The farmer scratched his head and looked through the gate only seeing unharvested wheat, a pickup truck, and a hillside from his vantage point. “I thank you for the offer. I don’t know what to say. I’ll speak for my wife and myself only. We will come tomorrow. We will never say anything about what we see. Nobody would believe us, and it is none of their business. I will ask a few people, one of my neighbors asks often about those the live up on the hill and I really don’t know anything. I cannot guarantee if anyone else will come but I’ll bring those who wish to.”
“Young and old are welcome. We have very fun community gatherings in the summer for all ages and this will be no exception and I’ve been preparing for my biggest and best barbeque for months. I will even bring out some of my special sausage and chesses in your honor.
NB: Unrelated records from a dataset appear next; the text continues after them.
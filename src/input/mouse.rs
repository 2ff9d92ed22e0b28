//! Mouse decoding.
//!
//! Three report formats are understood:
//!
//! - SGR: `ESC [ < code ; x ; y (M|m)`, where `m` marks a release
//! - legacy decimal: `ESC [ code ; x ; y M`
//! - X10: `ESC [ M` followed by three raw bytes, each offset by 32
//!
//! Coordinates are kept 1-based as the terminal reports them; use
//! [`MouseEvent::cell`] for 0-based grid cells.

use super::keyboard::Modifiers;

const SHIFT_BIT: u16 = 4;
const ALT_BIT: u16 = 8;
const CTRL_BIT: u16 = 16;
const MOTION_BIT: u16 = 32;

const WHEEL_UP: u16 = 64;
const WHEEL_DOWN: u16 = 65;

#[derive(Debug, Clone, Copy, PartialEq, Eq, Hash)]
pub enum MouseButton {
    Left,
    Middle,
    Right,
}

impl MouseButton {
    fn from_code(code: u16) -> Option<Self> {
        match code {
            0 => Some(Self::Left),
            1 => Some(Self::Middle),
            2 => Some(Self::Right),
            _ => None,
        }
    }

    pub fn name(&self) -> &'static str {
        match self {
            Self::Left => "left",
            Self::Middle => "middle",
            Self::Right => "right",
        }
    }
}

#[derive(Debug, Clone, Copy, PartialEq, Eq, Hash)]
pub enum MouseAction {
    Click(MouseButton),
    Release(MouseButton),
    Drag(MouseButton),
    WheelUp,
    WheelDown,
    Unknown,
}

impl MouseAction {
    /// `left_click`, `right_release`, `drag`, `wheel_up`, ...
    pub fn name(&self) -> String {
        match self {
            Self::Click(b) => format!("{}_click", b.name()),
            Self::Release(b) => format!("{}_release", b.name()),
            Self::Drag(_) => "drag".into(),
            Self::WheelUp => "wheel_up".into(),
            Self::WheelDown => "wheel_down".into(),
            Self::Unknown => "unknown".into(),
        }
    }
}

#[derive(Debug, Clone, Copy, PartialEq, Eq)]
pub struct MouseEvent {
    pub action: MouseAction,
    /// 1-based column.
    pub x: u16,
    /// 1-based row.
    pub y: u16,
    pub modifiers: Modifiers,
    pub motion: bool,
    /// Button code as reported, modifier bits included.
    pub raw_code: u16,
}

impl MouseEvent {
    /// 0-based `(column, row)`.
    pub fn cell(&self) -> (u16, u16) {
        (self.x.saturating_sub(1), self.y.saturating_sub(1))
    }

    pub fn shift(&self) -> bool {
        self.modifiers.contains(Modifiers::SHIFT)
    }

    pub fn alt(&self) -> bool {
        self.modifiers.contains(Modifiers::ALT)
    }

    pub fn ctrl(&self) -> bool {
        self.modifiers.contains(Modifiers::CTRL)
    }
}

/// Classify a button code.
fn classify(code: u16, release: bool) -> (MouseAction, Modifiers, bool) {
    let mut modifiers = Modifiers::empty();
    if code & SHIFT_BIT != 0 {
        modifiers |= Modifiers::SHIFT;
    }
    if code & ALT_BIT != 0 {
        modifiers |= Modifiers::ALT;
    }
    if code & CTRL_BIT != 0 {
        modifiers |= Modifiers::CTRL;
    }
    let motion = code & MOTION_BIT != 0;
    let base = code & !(SHIFT_BIT | ALT_BIT | CTRL_BIT | MOTION_BIT);

    let action = match (base, MouseButton::from_code(base)) {
        (WHEEL_UP, _) => MouseAction::WheelUp,
        (WHEEL_DOWN, _) => MouseAction::WheelDown,
        (_, Some(button)) if motion => MouseAction::Drag(button),
        (_, Some(button)) if release => MouseAction::Release(button),
        (_, Some(button)) => MouseAction::Click(button),
        (_, None) => MouseAction::Unknown,
    };
    (action, modifiers, motion)
}

fn build(code: u16, x: u16, y: u16, release: bool) -> MouseEvent {
    let (action, modifiers, motion) = classify(code, release);
    MouseEvent {
        action,
        x,
        y,
        modifiers,
        motion,
        raw_code: code,
    }
}

/// Three `;`-separated decimal fields.
fn parse_fields(body: &[u8]) -> Option<(u16, u16, u16)> {
    let text = std::str::from_utf8(body).ok()?;
    let mut fields = text.split(';').map(|f| f.parse::<u16>().ok());
    let code = fields.next()??;
    let x = fields.next()??;
    let y = fields.next()??;
    if fields.next().is_some() {
        return None;
    }
    Some((code, x, y))
}

/// Decode one mouse report. `None` for anything that is not a well-formed
/// report.
pub fn decode_mouse(raw: &[u8]) -> Option<MouseEvent> {
    let body = raw.strip_prefix(b"\x1b[")?;

    if let Some(sgr) = body.strip_prefix(b"<") {
        let (&last, fields) = sgr.split_last()?;
        let release = match last {
            b'M' => false,
            b'm' => true,
            _ => return None,
        };
        let (code, x, y) = parse_fields(fields)?;
        return Some(build(code, x, y, release));
    }

    if let Some(x10) = body.strip_prefix(b"M") {
        let [code, x, y] = x10 else {
            return None;
        };
        let offset = |b: u8| u16::from(b).checked_sub(32);
        return Some(build(offset(*code)?, offset(*x)?, offset(*y)?, false));
    }

    let fields = body.strip_suffix(b"M")?;
    let (code, x, y) = parse_fields(fields)?;
    Some(build(code, x, y, false))
}

#[cfg(test)]
mod tests {
    use super::*;

    #[test]
    fn test_sgr_click_with_modifiers() {
        let ev = decode_mouse(b"\x1b[<20;12;8M").unwrap();
        assert_eq!(ev.action, MouseAction::Click(MouseButton::Left));
        assert_eq!(ev.action.name(), "left_click");
        assert_eq!((ev.x, ev.y), (12, 8));
        assert!(ev.shift() && ev.ctrl() && !ev.alt());
    }

    #[test]
    fn test_sgr_release() {
        let ev = decode_mouse(b"\x1b[<0;7;3m").unwrap();
        assert_eq!(ev.action.name(), "left_release");
        assert_eq!((ev.x, ev.y), (7, 3));
    }

    #[test]
    fn test_wheel_wins_over_motion() {
        let ev = decode_mouse(b"\x1b[<96;5;4M").unwrap();
        assert_eq!(ev.action, MouseAction::WheelUp);
        assert!(ev.motion);
    }

    #[test]
    fn test_legacy_wheel_down() {
        let ev = decode_mouse(b"\x1b[65;10;11M").unwrap();
        assert_eq!(ev.action.name(), "wheel_down");
        assert_eq!((ev.x, ev.y), (10, 11));
    }

    #[test]
    fn test_drag_and_right_button() {
        assert_eq!(
            decode_mouse(b"\x1b[<32;1;1M").unwrap().action,
            MouseAction::Drag(MouseButton::Left)
        );
        assert_eq!(decode_mouse(b"\x1b[<2;1;1M").unwrap().action.name(), "right_click");
        assert_eq!(decode_mouse(b"\x1b[<3;1;1M").unwrap().action, MouseAction::Unknown);
    }

    #[test]
    fn test_x10() {
        let ev = decode_mouse(&[0x1b, b'[', b'M', 32, 33 + 4, 33 + 2]).unwrap();
        assert_eq!(ev.action.name(), "left_click");
        assert_eq!((ev.x, ev.y), (5, 3));
        assert_eq!(ev.cell(), (4, 2));
    }

    #[test]
    fn test_malformed_is_none() {
        assert!(decode_mouse(b"\x1b[<0;7M").is_none());
        assert!(decode_mouse(b"\x1b[<0;7;3;1M").is_none());
        assert!(decode_mouse(b"\x1b[<a;7;3M").is_none());
        assert!(decode_mouse(b"\x1b[A").is_none());
        assert!(decode_mouse(b"hello").is_none());
        assert!(decode_mouse(&[0x1b, b'[', b'M', 10, 40, 40]).is_none());
    }
}
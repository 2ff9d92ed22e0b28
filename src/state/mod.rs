//! State - render-pass and terminal state shared with the input layer.
//!
//! - [`click`]: click-region tracking and hit testing
//! - [`viewport`]: reactive terminal size

pub mod click;
pub mod viewport;

pub use click::{hit_test, ClickRegion, ClickTracker};
pub use viewport::Viewport;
The food therefore will be like nothing you have experienced—good food, new culture, enjoyment, and friendship that is all of what we have to offer.” Maurice reached over and patted the man on the shoulder. He motioned for me and we both jumped over the property corner and without another word shut and locked the gate.
In the pickup he slapped me hard on the thigh happily. “The bait has been set.” He said starting up the six cylinder truck.
“Bait for what?”
“…not sure yet myself, comrade.” He smiled. “Could be lions or tigers, even a shark maybe, but we could end up catching a nice gazelle, a nice fat juicy gazelle. We’ll see how this goes. I’ll bring it up during discussion time tonight, during the family meal. I had been thinking I needed to find something to talk about. It has been a slow week worrying about my barbeque and I have no pithy anecdotes to share. This was a good idea you had…but keep this between us until then.”